The response must contain every line from the records below that has "DirectLink".

▶ [Data to use]
*** Begin section ***
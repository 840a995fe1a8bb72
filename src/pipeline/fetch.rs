//! Document fetch: download the submission PDF to a scoped temp file.
//!
//! ## Why download to a temp file?
//!
//! pdfium requires a file-system path — it cannot stream from a byte buffer.
//! Downloading into a `TempDir` gives us a path pdfium can open while
//! guaranteeing cleanup on every exit path: the directory is removed when
//! [`FetchedDocument`] is dropped, whether the request succeeded, failed to
//! parse, or panicked. A failed fetch (non-2xx, network error) returns before
//! the temp directory is ever created, so nothing is left behind.

use crate::error::EvalError;
use std::path::{Path, PathBuf};
use tempfile::TempDir;
use tracing::{debug, info};

/// A downloaded PDF pinned to a temp directory for the life of one request.
#[derive(Debug)]
pub struct FetchedDocument {
    path: PathBuf,
    /// Kept alive to prevent cleanup until the evaluation completes.
    _temp_dir: TempDir,
}

impl FetchedDocument {
    /// Path to the downloaded PDF.
    pub fn path(&self) -> &Path {
        &self.path
    }
}

/// Check if the input string looks like an HTTP(S) URL.
pub fn is_url(input: &str) -> bool {
    input.starts_with("http://") || input.starts_with("https://")
}

/// Download a PDF URL into a temp directory and return the scoped handle.
///
/// Fails with [`EvalError::FetchFailed`] on network errors and non-2xx
/// statuses, and with [`EvalError::DecodeFailed`] when the downloaded bytes
/// do not start with the `%PDF` magic — catching that here gives the caller
/// a meaningful error instead of a pdfium failure one stage later.
pub async fn fetch_document(url: &str, timeout_secs: u64) -> Result<FetchedDocument, EvalError> {
    if !is_url(url) {
        return Err(EvalError::InvalidUrl {
            url: url.to_string(),
        });
    }

    info!("Fetching PDF from: {}", url);

    let client = reqwest::Client::builder()
        .timeout(std::time::Duration::from_secs(timeout_secs))
        .build()
        .map_err(|e| EvalError::FetchFailed {
            url: url.to_string(),
            reason: e.to_string(),
        })?;

    let response = client
        .get(url)
        .send()
        .await
        .map_err(|e| EvalError::FetchFailed {
            url: url.to_string(),
            reason: e.to_string(),
        })?;

    if !response.status().is_success() {
        return Err(EvalError::FetchFailed {
            url: url.to_string(),
            reason: format!("HTTP {}", response.status()),
        });
    }

    let bytes = response.bytes().await.map_err(|e| EvalError::FetchFailed {
        url: url.to_string(),
        reason: e.to_string(),
    })?;
    debug!("Downloaded {} bytes", bytes.len());

    if bytes.len() < 4 || &bytes[..4] != b"%PDF" {
        return Err(EvalError::DecodeFailed {
            detail: format!(
                "downloaded content is not a PDF (first bytes: {:?})",
                &bytes[..bytes.len().min(4)]
            ),
        });
    }

    let temp_dir =
        TempDir::new().map_err(|e| EvalError::Internal(format!("tempdir: {e}")))?;
    let file_path = temp_dir.path().join("submission.pdf");

    tokio::fs::write(&file_path, &bytes)
        .await
        .map_err(|e| EvalError::Internal(format!("Failed to write temp file: {e}")))?;

    info!("Saved submission to: {}", file_path.display());

    Ok(FetchedDocument {
        path: file_path,
        _temp_dir: temp_dir,
    })
}
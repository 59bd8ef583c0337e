//! Ways into a room: the create form, the join form and shared links
//!
//! Link format: `<origin>/Room?roomId=<room-id>`

use std::str::FromStr;

use rand::Rng;
use url::form_urlencoded;

use crate::error::{Error, Result};
use crate::models::RoomId;
use crate::room::DEFAULT_CAPACITY;

/// Random characters after `Guest-` in a generated name
const GUEST_SUFFIX_LEN: usize = 4;

/// Path of the room page in a link
const ROOM_PATH: &str = "/Room";

/// Query parameter carrying the room id
const ROOM_PARAM: &str = "roomId";

/// Host form: opens a fresh room
#[derive(Debug, Clone, PartialEq, Eq)]
pub struct CreateRoomRequest {
    pub host_name: String,
    /// Shown on the banner only; nothing checks it
    pub password: Option<String>,
    pub slot_count: Option<usize>,
    pub room_id: RoomId,
}

impl CreateRoomRequest {
    /// Request for a room with a newly generated id
    pub fn new(host_name: impl Into<String>) -> Self {
        Self {
            host_name: host_name.into(),
            password: None,
            slot_count: None,
            room_id: RoomId::generate(),
        }
    }

    pub fn with_password(mut self, password: impl Into<String>) -> Self {
        self.password = Some(password.into());
        self
    }

    pub fn with_slots(mut self, slots: usize) -> Self {
        self.slot_count = Some(slots);
        self
    }
}

/// Guest form: enters an existing room by id
#[derive(Debug, Clone, Default, PartialEq, Eq)]
pub struct JoinRoomRequest {
    pub host_name: String,
    pub your_name: String,
    pub password: Option<String>,
    /// As typed or taken from a link; may be empty
    pub room_id: String,
}

impl JoinRoomRequest {
    pub fn new(room_id: impl Into<String>) -> Self {
        Self {
            room_id: room_id.into(),
            ..Self::default()
        }
    }

    /// Join request prefilled from a shared link
    pub fn from_link(link: &str) -> Result<Self> {
        let room = DirectLink::parse(link)?;
        Ok(Self::new(room.as_str()))
    }
}

/// Either entry form
#[derive(Debug, Clone, PartialEq, Eq)]
pub enum EntryRequest {
    Create(CreateRoomRequest),
    Join(JoinRoomRequest),
}

/// Who enters which room, and as what
#[derive(Debug, Clone, PartialEq, Eq)]
pub struct ResolvedEntry {
    pub room_id: RoomId,
    pub name: String,
    pub is_host: bool,
    pub banner: RoomBanner,
}

impl EntryRequest {
    pub fn is_join(&self) -> bool {
        matches!(self, EntryRequest::Join(_))
    }

    /// Work out the display name, host flag and room.
    ///
    /// An empty room id is [`Error::MissingRoom`]: the caller should send
    /// the user back to the entry forms.
    pub fn resolve(&self) -> Result<ResolvedEntry> {
        self.resolve_with(&mut rand::thread_rng())
    }

    pub fn resolve_with<R: Rng + ?Sized>(&self, rng: &mut R) -> Result<ResolvedEntry> {
        match self {
            EntryRequest::Create(req) => Ok(ResolvedEntry {
                room_id: req.room_id.clone(),
                name: display_name("", &req.host_name, rng),
                is_host: true,
                banner: RoomBanner {
                    host_name: non_empty(&req.host_name),
                    password: req.password.clone(),
                    slots: req.slot_count.unwrap_or(DEFAULT_CAPACITY),
                },
            }),
            EntryRequest::Join(req) => Ok(ResolvedEntry {
                room_id: RoomId::parse(&req.room_id)?,
                name: display_name(&req.your_name, &req.host_name, rng),
                is_host: false,
                banner: RoomBanner {
                    host_name: non_empty(&req.host_name),
                    password: req.password.clone(),
                    slots: DEFAULT_CAPACITY,
                },
            }),
        }
    }
}

fn display_name<R: Rng + ?Sized>(your_name: &str, host_name: &str, rng: &mut R) -> String {
    [your_name, host_name]
        .into_iter()
        .map(str::trim)
        .find(|n| !n.is_empty())
        .map(str::to_string)
        .unwrap_or_else(|| guest_name(rng))
}

fn guest_name<R: Rng + ?Sized>(rng: &mut R) -> String {
    let suffix: String = RoomId::generate_with(rng)
        .as_str()
        .chars()
        .take(GUEST_SUFFIX_LEN)
        .collect();
    format!("Guest-{suffix}")
}

fn non_empty(value: &str) -> Option<String> {
    let value = value.trim();
    (!value.is_empty()).then(|| value.to_string())
}

/// Room header text. The password is decorative.
#[derive(Debug, Clone, PartialEq, Eq)]
pub struct RoomBanner {
    pub host_name: Option<String>,
    pub password: Option<String>,
    pub slots: usize,
}

impl Default for RoomBanner {
    fn default() -> Self {
        Self {
            host_name: None,
            password: None,
            slots: DEFAULT_CAPACITY,
        }
    }
}

impl std::fmt::Display for RoomBanner {
    fn fmt(&self, f: &mut std::fmt::Formatter<'_>) -> std::fmt::Result {
        write!(
            f,
            "Host: {} · Password: {} · Slots: {}",
            self.host_name.as_deref().unwrap_or("-"),
            self.password.as_deref().unwrap_or("-"),
            self.slots
        )
    }
}

/// A pasted URL or bare query string pointing at a room
pub struct DirectLink;

impl DirectLink {
    /// Extract the `roomId` query parameter
    pub fn parse(url_or_query: &str) -> Result<RoomId> {
        let query = match url_or_query.split_once('?') {
            Some((_, query)) => query,
            None => url_or_query,
        };
        let query = query.split('#').next().unwrap_or_default();

        let value = form_urlencoded::parse(query.as_bytes())
            .find(|(key, _)| key == ROOM_PARAM)
            .map(|(_, value)| value)
            .ok_or(Error::MissingRoom)?;
        RoomId::parse(&value)
    }
}

/// Shareable link to a room
#[derive(Debug, Clone, PartialEq, Eq)]
pub struct InviteLink {
    /// Scheme and host, without a trailing slash
    pub origin: String,
    pub room_id: RoomId,
}

impl InviteLink {
    pub fn new(origin: &str, room_id: RoomId) -> Self {
        Self {
            origin: origin.trim_end_matches('/').to_string(),
            room_id,
        }
    }

    pub fn to_url(&self) -> String {
        let query = form_urlencoded::Serializer::new(String::new())
            .append_pair(ROOM_PARAM, self.room_id.as_str())
            .finish();
        format!("{}{}?{}", self.origin, ROOM_PATH, query)
    }

    pub fn parse(s: &str) -> Result<Self> {
        let (origin, rest) = s
            .split_once(ROOM_PATH)
            .ok_or_else(|| Error::InvalidLink(format!("missing {ROOM_PATH} in '{s}'")))?;
        if origin.is_empty() {
            return Err(Error::InvalidLink(format!("missing origin in '{s}'")));
        }
        if !rest.starts_with('?') {
            return Err(Error::InvalidLink(format!("missing query in '{s}'")));
        }
        let room_id = DirectLink::parse(rest)?;
        Ok(Self::new(origin, room_id))
    }
}

impl std::fmt::Display for InviteLink {
    fn fmt(&self, f: &mut std::fmt::Formatter<'_>) -> std::fmt::Result {
        write!(f, "{}", self.to_url())
    }
}

impl FromStr for InviteLink {
    type Err = Error;

    fn from_str(s: &str) -> Result<Self> {
        Self::parse(s)
    }
}

#[cfg(test)]
mod tests {
    use super::*;
    use rand::rngs::StdRng;
    use rand::SeedableRng;

    #[test]
    fn test_create_resolves_as_host() {
        let req = CreateRoomRequest::new("Ana").with_password("pw").with_slots(3);
        let entry = EntryRequest::Create(req.clone()).resolve().unwrap();

        assert_eq!(entry.room_id, req.room_id);
        assert_eq!(entry.name, "Ana");
        assert!(entry.is_host);
        assert_eq!(entry.banner.slots, 3);
        assert_eq!(entry.banner.to_string(), "Host: Ana · Password: pw · Slots: 3");
    }

    #[test]
    fn test_join_name_precedence() {
        let mut req = JoinRoomRequest::new("abc123");
        req.host_name = "Ana".into();
        req.your_name = "Ben".into();
        let entry = EntryRequest::Join(req.clone()).resolve().unwrap();
        assert_eq!(entry.name, "Ben");
        assert!(!entry.is_host);

        req.your_name = "  ".into();
        assert_eq!(EntryRequest::Join(req).resolve().unwrap().name, "Ana");
    }

    #[test]
    fn test_guest_name_when_nothing_given() {
        let mut rng = StdRng::seed_from_u64(3);
        let entry = EntryRequest::Join(JoinRoomRequest::new("abc123"))
            .resolve_with(&mut rng)
            .unwrap();

        let suffix = entry.name.strip_prefix("Guest-").unwrap();
        assert_eq!(suffix.len(), GUEST_SUFFIX_LEN);
        assert!(suffix.chars().all(|c| c.is_ascii_alphanumeric()));
        assert_eq!(entry.banner, RoomBanner::default());
    }

    #[test]
    fn test_join_without_room_is_missing() {
        assert!(matches!(
            EntryRequest::Join(JoinRoomRequest::new(" ")).resolve(),
            Err(Error::MissingRoom)
        ));
    }

    #[test]
    fn test_direct_link_forms() {
        let id = |s: &str| DirectLink::parse(s).unwrap().to_string();
        assert_eq!(id("https://play.example/Room?roomId=abc123"), "abc123");
        assert_eq!(id("?foo=1&roomId=xyz#top"), "xyz");
        assert_eq!(id("roomId=k9"), "k9");
        assert_eq!(id("/Room?roomId=a%20b"), "a b");
        assert_eq!(id("/Room?roomId=a+b&roomId=zz"), "a b");

        assert!(matches!(
            DirectLink::parse("https://play.example/Room"),
            Err(Error::MissingRoom)
        ));
        assert!(matches!(
            DirectLink::parse("/Room?roomId="),
            Err(Error::MissingRoom)
        ));
    }

    #[test]
    fn test_invite_link_format() {
        let link = InviteLink::new("https://play.example/", RoomId::parse("abc123").unwrap());
        assert_eq!(link.to_url(), "https://play.example/Room?roomId=abc123");

        let parsed: InviteLink = link.to_url().parse().unwrap();
        assert_eq!(parsed, link);
    }

    #[test]
    fn test_invite_link_invalid() {
        assert!(InviteLink::parse("https://play.example/Lobby?roomId=a").is_err());
        assert!(InviteLink::parse("/Room?roomId=a").is_err());
        assert!(InviteLink::parse("https://play.example/Room").is_err());
    }

    #[test]
    fn test_join_from_link() {
        let req = JoinRoomRequest::from_link("tilehunt://local/Room?roomId=r42").unwrap();
        assert_eq!(req.room_id, "r42");
    }
}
*** End section ***
▶ [Problem solution]
        let room = DirectLink::parse(link)?;
pub struct DirectLink;
impl DirectLink {
        let room_id = DirectLink::parse(rest)?;
        let id = |s: &str| DirectLink::parse(s).unwrap().to_string();
            DirectLink::parse("https://play.example/Room"),
            DirectLink::parse("/Room?roomId="),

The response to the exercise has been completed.